Under aircraft fire, with the helmsman killed, captain Mitsatsos navigated the boat with one arm. The second officer and the nurse were with him but subsequently were killed from aircraft fire. Mitsatsos grounded Phaethon on the beach ordering evacuation. Subsequently, the Turks bombed the boat with napalm and destroyed it, also killing other people nearby. From a total of 23 crew on board, six were killed during the attack and an additional six crew members were wounded. The two commissioned officers, and four sailors, one of whom was the ship nurse, died. The only Cypriot member of the crew was among those killed and was the seventh casualty.

==Aftermath==
Dimitrios Mitsatsos, the commanding officer, was ordered not to reveal any details of the mission. Upon returning to Greece, the Greek authorities, to avoid publicity and inquiries from the press which could possibly reveal the covert operation, sent him to a hospital which was not fully operational and lacked the facilities to provide him with the necessary care to treat his wounded arm which was finally amputated due to gangrene.
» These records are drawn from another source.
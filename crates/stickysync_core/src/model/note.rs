//! Sticky note domain model.
//!
//! # Responsibility
//! - Define the note record, its display enums and canvas geometry.
//! - Derive owner-scoped note ids.
//!
//! # Invariants
//! - `NoteId` is never reused for another note.
//! - A seed note is ownerless and carries one of `SEED_NOTE_IDS`. Only seed
//!   notes are editable by every participant; any other ownerless note is
//!   editable by no one.
//! - Positions produced through `CanvasBounds::clamp` lie inside the canvas.

use crate::model::participant::ParticipantId;
use crate::model::Timestamp;
use serde::{Deserialize, Serialize};
use std::fmt::{Display, Formatter};
use uuid::Uuid;

/// Ids reserved for the example board.
pub const SEED_NOTE_IDS: [&str; 3] = ["example-1", "example-2", "example-3"];

/// Stable identifier of one sticky note.
#[derive(Debug, Clone, PartialEq, Eq, PartialOrd, Ord, Hash, Serialize, Deserialize)]
#[serde(transparent)]
pub struct NoteId(String);

impl NoteId {
    /// Wraps an existing id (import, seed and snapshot paths).
    pub fn new(value: impl Into<String>) -> Self {
        Self(value.into())
    }

    /// Generates a fresh id scoped to `owner`.
    ///
    /// Format: `<owner>:<uuid-v4-simple>`. The owner prefix is informative
    /// only; ownership checks compare `Note::owner_id`.
    pub fn generate(owner: &ParticipantId) -> Self {
        Self(format!("{}:{}", owner.as_str(), Uuid::new_v4().simple()))
    }

    pub fn as_str(&self) -> &str {
        &self.0
    }
}

impl Display for NoteId {
    fn fmt(&self, f: &mut Formatter<'_>) -> std::fmt::Result {
        f.write_str(&self.0)
    }
}

impl From<&str> for NoteId {
    fn from(value: &str) -> Self {
        Self::new(value)
    }
}

/// Sticky note background palette. Also used as participant color tag.
#[derive(Debug, Clone, Copy, PartialEq, Eq, Hash, Default, Serialize, Deserialize)]
#[serde(rename_all = "snake_case")]
pub enum NoteColor {
    #[default]
    Yellow,
    Blue,
    Green,
    Pink,
    Purple,
    Orange,
}

impl NoteColor {
    pub const ALL: [NoteColor; 6] = [
        Self::Yellow,
        Self::Blue,
        Self::Green,
        Self::Pink,
        Self::Purple,
        Self::Orange,
    ];

    pub fn as_str(self) -> &'static str {
        match self {
            Self::Yellow => "yellow",
            Self::Blue => "blue",
            Self::Green => "green",
            Self::Pink => "pink",
            Self::Purple => "purple",
            Self::Orange => "orange",
        }
    }

    pub fn parse(value: &str) -> Option<Self> {
        let normalized = value.trim();
        Self::ALL
            .into_iter()
            .find(|color| color.as_str() == normalized)
    }
}

/// Language model a note's prompt is addressed to.
#[derive(Debug, Clone, Copy, PartialEq, Eq, Hash, Default, Serialize, Deserialize)]
pub enum LlmModel {
    #[default]
    #[serde(rename = "gpt-4")]
    Gpt4,
    #[serde(rename = "claude-3-opus")]
    Claude3Opus,
    #[serde(rename = "claude-3-sonnet")]
    Claude3Sonnet,
    #[serde(rename = "llama-3")]
    Llama3,
    #[serde(rename = "gemini-pro")]
    GeminiPro,
}

impl LlmModel {
    pub const ALL: [LlmModel; 5] = [
        Self::Gpt4,
        Self::Claude3Opus,
        Self::Claude3Sonnet,
        Self::Llama3,
        Self::GeminiPro,
    ];

    /// Stable model id used on the wire and by generator registries.
    pub fn as_str(self) -> &'static str {
        match self {
            Self::Gpt4 => "gpt-4",
            Self::Claude3Opus => "claude-3-opus",
            Self::Claude3Sonnet => "claude-3-sonnet",
            Self::Llama3 => "llama-3",
            Self::GeminiPro => "gemini-pro",
        }
    }

    /// User-facing model label.
    pub fn display_name(self) -> &'static str {
        match self {
            Self::Gpt4 => "GPT-4",
            Self::Claude3Opus => "Claude 3 Opus",
            Self::Claude3Sonnet => "Claude 3 Sonnet",
            Self::Llama3 => "Llama 3",
            Self::GeminiPro => "Gemini Pro",
        }
    }

    pub fn parse(value: &str) -> Option<Self> {
        let normalized = value.trim();
        Self::ALL
            .into_iter()
            .find(|model| model.as_str() == normalized)
    }
}

/// Canonical sticky note record.
#[derive(Debug, Clone, PartialEq, Eq, Serialize, Deserialize)]
#[serde(rename_all = "camelCase")]
pub struct Note {
    pub id: NoteId,
    /// `None` only for seed notes.
    pub owner_id: Option<ParticipantId>,
    pub title: String,
    pub prompt: String,
    pub color: NoteColor,
    pub model: LlmModel,
    pub created_at: Timestamp,
}

impl Note {
    /// Returns whether this note belongs to the ownerless seed set.
    pub fn is_seed(&self) -> bool {
        self.owner_id.is_none() && SEED_NOTE_IDS.contains(&self.id.as_str())
    }

    /// Ownership predicate: explicit owner equality, or a seed note.
    pub fn is_editable_by(&self, requester: &ParticipantId) -> bool {
        match &self.owner_id {
            Some(owner) => owner == requester,
            None => self.is_seed(),
        }
    }
}

/// Note placement on the shared canvas.
#[derive(Debug, Clone, PartialEq, Serialize, Deserialize)]
#[serde(rename_all = "camelCase")]
pub struct Position {
    pub note_id: NoteId,
    pub x: f64,
    pub y: f64,
}

/// A bare 2D point (pointer coordinates, drag anchors).
#[derive(Debug, Clone, Copy, PartialEq, Default)]
pub struct Point {
    pub x: f64,
    pub y: f64,
}

impl Point {
    pub const fn new(x: f64, y: f64) -> Self {
        Self { x, y }
    }
}

/// Inclusive canvas bounds `[0, max_x] x [0, max_y]`.
#[derive(Debug, Clone, Copy, PartialEq, Serialize, Deserialize)]
#[serde(default)]
pub struct CanvasBounds {
    pub max_x: f64,
    pub max_y: f64,
}

impl Default for CanvasBounds {
    fn default() -> Self {
        Self {
            max_x: 800.0,
            max_y: 500.0,
        }
    }
}

impl CanvasBounds {
    /// Clamps both axes into the canvas. NaN collapses to the origin.
    pub fn clamp(&self, point: Point) -> Point {
        Point {
            x: clamp_axis(point.x, self.max_x),
            y: clamp_axis(point.y, self.max_y),
        }
    }

    pub fn contains(&self, point: Point) -> bool {
        (0.0..=self.max_x).contains(&point.x) && (0.0..=self.max_y).contains(&point.y)
    }
}

fn clamp_axis(value: f64, max: f64) -> f64 {
    if value.is_nan() {
        return 0.0;
    }
    value.max(0.0).min(max)
}

#[cfg(test)]
mod tests {
    use super::{CanvasBounds, LlmModel, Note, NoteColor, NoteId, Point};
    use crate::model::participant::ParticipantId;

    fn note_owned_by(owner: Option<&str>) -> Note {
        note_with_id("n1", owner)
    }

    fn note_with_id(id: &str, owner: Option<&str>) -> Note {
        Note {
            id: NoteId::new(id),
            owner_id: owner.map(ParticipantId::new),
            title: "t".to_string(),
            prompt: "p".to_string(),
            color: NoteColor::Yellow,
            model: LlmModel::Gpt4,
            created_at: 0,
        }
    }

    #[test]
    fn ownership_uses_exact_owner_equality() {
        let note = note_owned_by(Some("u10"));
        assert!(note.is_editable_by(&ParticipantId::new("u10")));
        assert!(!note.is_editable_by(&ParticipantId::new("u1")));
        assert!(!note.is_editable_by(&ParticipantId::new("u100")));
    }

    #[test]
    fn seed_notes_are_editable_by_anyone() {
        let note = note_with_id("example-2", None);
        assert!(note.is_seed());
        assert!(note.is_editable_by(&ParticipantId::new("anyone")));
    }

    #[test]
    fn ownerless_note_outside_seed_ids_is_locked() {
        let note = note_owned_by(None);
        assert!(!note.is_seed());
        assert!(!note.is_editable_by(&ParticipantId::new("anyone")));

        let claimed = note_with_id("example-1", Some("u1"));
        assert!(!claimed.is_seed());
        assert!(!claimed.is_editable_by(&ParticipantId::new("u2")));
    }

    #[test]
    fn generated_ids_are_unique_and_owner_scoped() {
        let owner = ParticipantId::new("u1");
        let first = NoteId::generate(&owner);
        let second = NoteId::generate(&owner);
        assert_ne!(first, second);
        assert!(first.as_str().starts_with("u1:"));
    }

    #[test]
    fn clamp_keeps_points_inside_canvas() {
        let bounds = CanvasBounds::default();
        assert_eq!(bounds.clamp(Point::new(-5.0, 900.0)), Point::new(0.0, 500.0));
        assert_eq!(bounds.clamp(Point::new(f64::NAN, 10.0)), Point::new(0.0, 10.0));
        assert!(bounds.contains(Point::new(800.0, 0.0)));
    }

    #[test]
    fn model_and_color_parse_wire_ids() {
        assert_eq!(LlmModel::parse(" claude-3-opus "), Some(LlmModel::Claude3Opus));
        assert_eq!(LlmModel::parse("gpt-5"), None);
        assert_eq!(NoteColor::parse("pink"), Some(NoteColor::Pink));
        assert_eq!(
            serde_json::to_string(&LlmModel::Llama3).expect("serialize model"),
            "\"llama-3\""
        );
    }
}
The boat commander was also not allowed to resume his career in the Greek Navy due to his missing arm which was deemed a factor that could possibly raise enquiries regarding the mission which caused the trauma. The order by the Navy to the captain against revealing any details of the operation was lifted by ministerial decision published in January 2016. On 30 May 2017, the remains of Eleftherios Anthis, crew member of Phaethon who lost his life when the patrol boat was sunk, were buried with military honours in the suburb of Garitsa, in Corfu. His remains, along with the remains of another 16 sailors serving on the Phaethon, were returned to Greece by the military casualties excavation service of Cyprus.

==Recognition==
On 8 August 2007, the first liturgy in memory of the six Greek sailors killed in the battle took place at the cemetery of Saints Constantine and Eleni in Nicosia, where the fallen Greek sailors are buried. The seventh member of the crew that was killed, who was a Cypriot, is buried at the cemetery of Morphou. On 19 January 2016, in a ceremony at the hall "Cyprus House" of the embassy of Cyprus in Athens, Greek defence minister Panos Kammenos awarded commander Dimitrios Mitsatsos the Star of Value and Honour of Greece telling him "We thank you for what you offered to the fatherland and we principally thank you for the things you have endured to the present day". The ceremony was described as restitution for a "historical injustice" toward the crew of 22 men of the boat. In the same ceremony, Cypriot defence minister Christophoros Fokaidis also paid tribute to the families of the dead and the commander of the boat.